Yes, I can understand that. Every decent sound recording has numerous things to appreciate it for, and I’m very interested in those things: what does this person like about this recording that I don’t, and why? Sometimes it provides me with a different way of appreciating it.

With recordings like this one, that are obviously very successful, I often ask myself “What would I change if I was recording this?”, then I put on my headphones and pretend I’m the engineer at the session, making engineering decisions before we start recording. This lute recording is a bit too dry and too close for my own liking and I just want to pull the microphones back a bit, but I don’t know enough about lutes or the generally accepted sound aesthetic for lute recordings. Maybe it’s taken a long time to get the set up going and we need to start rolling, maybe there’s external noises that become a problem at a further distance, maybe the artist and the producer have both given the sound they’re hearing their approval, maybe I’ve got two hours left before the end of the session or the temperature is going to change significantly and mess with the tuning, whatever. Or maybe it is precisely what I was aiming for? I really enjoy that kind of listening/thought experiment.

Quote:
Originally Posted by lukedamrosch View Post
I should mention that fretting/fingering noises on guitar and lute recordings do not bother me very much unless truly excessive, and, for me, there is both a solid and "tactile" quality captured in this recording, combined with a lovely and harmonically rich resonance, which I admire very much.
I think as engineers we tend to focus on minimising performance noises too much when most listeners don’t even notice them. As long as they are not obtrusive to the average listener, I’m not so worried about them. I’ll do what I can to avoid them, but not at the expense of an acceptable sound from the instrument itself. I don’t find them to be obtrusive in this recording. Maybe a bit stronger than I’d like, but it fits in with the general sense of distance from the instrument and makes sense. Helps to define our location with it and keeps it ‘real’.

Quote:
Originally Posted by lukedamrosch View Post
I find it particularly satisfying that a large component of this resonance appears to come from the instrument itself... to be sure there are some fingerprints of the space as the notes decay, but the way the "voice" of the lute itself is captured here is very pleasing to my ears -- i.e. its own internal "sound-world" as a resonating body.
Yes, I get the same feeling.

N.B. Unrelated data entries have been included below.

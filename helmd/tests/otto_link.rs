//! Otto link integration: handshake, reader, and writer over an
//! in-memory duplex transport standing in for the serial port.

use std::time::Duration;

use tokio::io::{AsyncBufReadExt, AsyncReadExt, AsyncWriteExt, BufReader};
use tokio::sync::{mpsc, watch};

use helmd::alarm::{Alarm, AlarmReport};
use helmd::otto::link::{run_reader, run_writer, synchronize, RegisterWrite};
use helmd::otto::Register;
use helmd::records::OttoState;
use helmd::store::StateStore;

#[tokio::test]
async fn handshake_reaches_sync_within_one_iteration() {
    let (core_side, controller_side) = tokio::io::duplex(1024);
    let (core_read, mut core_write) = tokio::io::split(core_side);
    let mut core_read = BufReader::new(core_read);

    // Controller that drops everything until it has seen `@@CQ!`, then
    // acknowledges.
    let controller = tokio::spawn(async move {
        let (read, mut write) = tokio::io::split(controller_side);
        let mut lines = BufReader::new(read).lines();
        while let Ok(Some(line)) = lines.next_line().await {
            if line.trim() == "@@CQ!" {
                write.write_all(b"+CQOK\r\n").await.unwrap();
                write.flush().await.unwrap();
                break;
            }
        }
        // Hold the port open so the core never sees EOF mid-test.
        tokio::time::sleep(Duration::from_secs(5)).await;
    });

    let synced = tokio::time::timeout(
        Duration::from_secs(2),
        synchronize(&mut core_read, &mut core_write, Duration::from_secs(1)),
    )
    .await;
    assert!(matches!(synced, Ok(Ok(()))), "handshake did not complete");
    controller.abort();
}

#[tokio::test]
async fn handshake_survives_line_noise_before_the_ack() {
    let (core_side, controller_side) = tokio::io::duplex(1024);
    let (core_read, mut core_write) = tokio::io::split(core_side);
    let mut core_read = BufReader::new(core_read);

    let controller = tokio::spawn(async move {
        let (read, mut write) = tokio::io::split(controller_side);
        let mut lines = BufReader::new(read).lines();
        // Garbage first, then the ack.
        write.write_all(b"\x7f\x7fgarbage\r\n").await.unwrap();
        while let Ok(Some(line)) = lines.next_line().await {
            if line.trim() == "@@CQ!" {
                write.write_all(b"*booting\r\n+OK\r\n").await.unwrap();
                break;
            }
        }
        tokio::time::sleep(Duration::from_secs(5)).await;
    });

    let synced = tokio::time::timeout(
        Duration::from_secs(2),
        synchronize(&mut core_read, &mut core_write, Duration::from_secs(1)),
    )
    .await;
    assert!(matches!(synced, Ok(Ok(()))));
    controller.abort();
}

#[tokio::test]
async fn reader_folds_frames_into_otto_state() {
    let (core_side, controller_side) = tokio::io::duplex(1024);
    let (core_read, _core_write) = tokio::io::split(core_side);
    let (_ctrl_read, mut ctrl_write) = tokio::io::split(controller_side);

    let store = StateStore::new();
    let mut updates = store.subscribe::<OttoState>().await;
    let (shutdown_tx, shutdown_rx) = watch::channel(false);
    let reader = tokio::spawn(run_reader(
        BufReader::new(core_read),
        store.clone(),
        Duration::from_secs(1),
        shutdown_rx,
    ));

    ctrl_write
        .write_all(b"$0005:C040:8033\r\n@00012C\r\n!03\r\n>2ABC\r\n*hello deck\r\n")
        .await
        .unwrap();
    ctrl_write.flush().await.unwrap();

    // One save per frame that touches state: status, uptime, mode,
    // telemetry.
    for _ in 0..4 {
        tokio::time::timeout(Duration::from_secs(2), updates.recv())
            .await
            .expect("reader stalled")
            .unwrap();
    }

    let state = store.load::<OttoState>().await;
    assert_eq!(state.alarm_status, 0x0005);
    assert_eq!(state.actual_awa as u8, 0xC0);
    assert_eq!(state.actual_compass, 0x40);
    assert_eq!(state.actual_rudder, 0x80);
    assert_eq!(state.actual_sail, 0x33);
    assert_eq!(state.otto_timestamp, 300);
    assert_eq!(state.mode, 3);
    assert_eq!(state.telemetry[2], 0xABC);

    shutdown_tx.send(true).unwrap();
    reader.await.unwrap().unwrap();
}

#[tokio::test]
async fn uptime_regression_raises_otto_restart() {
    let (core_side, controller_side) = tokio::io::duplex(1024);
    let (core_read, _core_write) = tokio::io::split(core_side);
    let (_ctrl_read, mut ctrl_write) = tokio::io::split(controller_side);

    let store = StateStore::new();
    let mut updates = store.subscribe::<OttoState>().await;
    let (shutdown_tx, shutdown_rx) = watch::channel(false);
    let reader = tokio::spawn(run_reader(
        BufReader::new(core_read),
        store.clone(),
        Duration::from_secs(1),
        shutdown_rx,
    ));

    ctrl_write.write_all(b"@000200\r\n@000005\r\n").await.unwrap();
    ctrl_write.flush().await.unwrap();
    for _ in 0..2 {
        tokio::time::timeout(Duration::from_secs(2), updates.recv())
            .await
            .expect("reader stalled")
            .unwrap();
    }

    assert_eq!(store.load::<OttoState>().await.otto_timestamp, 5);
    let report = store.load::<AlarmReport>().await;
    assert!(report.is_set(Alarm::OttoRestart));

    shutdown_tx.send(true).unwrap();
    reader.await.unwrap().unwrap();
}

#[tokio::test]
async fn malformed_frames_are_dropped_not_fatal() {
    let (core_side, controller_side) = tokio::io::duplex(1024);
    let (core_read, _core_write) = tokio::io::split(core_side);
    let (_ctrl_read, mut ctrl_write) = tokio::io::split(controller_side);

    let store = StateStore::new();
    let mut updates = store.subscribe::<OttoState>().await;
    let (shutdown_tx, shutdown_rx) = watch::channel(false);
    let reader = tokio::spawn(run_reader(
        BufReader::new(core_read),
        store.clone(),
        Duration::from_secs(1),
        shutdown_rx,
    ));

    // Junk, then a frame that must still land.
    ctrl_write
        .write_all(b"$zz:junk\r\n#nope\r\n!02\r\n")
        .await
        .unwrap();
    ctrl_write.flush().await.unwrap();

    tokio::time::timeout(Duration::from_secs(2), updates.recv())
        .await
        .expect("reader stalled")
        .unwrap();
    assert_eq!(store.load::<OttoState>().await.mode, 2);

    shutdown_tx.send(true).unwrap();
    reader.await.unwrap().unwrap();
}

#[tokio::test]
async fn writer_frames_registers_and_suppresses_repeats() {
    let (core_side, controller_side) = tokio::io::duplex(1024);
    let (core_read_half, core_write) = tokio::io::split(core_side);
    let (mut ctrl_read, _ctrl_write) = tokio::io::split(controller_side);

    let (tx, rx) = mpsc::channel::<RegisterWrite>(8);
    let (shutdown_tx, shutdown_rx) = watch::channel(false);
    let writer = tokio::spawn(run_writer(core_write, rx, shutdown_rx));

    let send = |register, value| {
        let tx = tx.clone();
        async move {
            tx.send(RegisterWrite { register, value }).await.unwrap();
        }
    };
    send(Register::CompassHeading, 0xE0).await;
    send(Register::CompassHeading, 0xE0).await; // suppressed
    send(Register::Mode, 3).await;
    send(Register::Mode, 3).await; // suppressed
    send(Register::CompassHeading, 0xE1).await;
    drop(send);
    drop(tx);

    writer.await.unwrap().unwrap();
    shutdown_tx.send(true).ok();
    // Release the core's read half so the controller side sees EOF.
    drop(core_read_half);

    let mut wire = Vec::new();
    ctrl_read.read_to_end(&mut wire).await.unwrap();
    let wire = String::from_utf8(wire).unwrap();
    assert_eq!(wire, "R6=E0\r\nR2=03\r\nR6=E1\r\n");
}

The opposite is when you hear something that has a lovely balance of a lush room sound with the instrument, but in the process the instrument has lost any sense of its ‘body’.
Old 25th August 2019
  #35
Quote:
Originally Posted by Simmosonic View Post
As has already been mentioned, looks like a pair of MKH800s in there as well.

Also pointing out the obvious that he’s in some kind of concert hall or similar which is presumably very quiet to begin with, which is one of the factors behind getting something useful at that distance from such a quiet instrument.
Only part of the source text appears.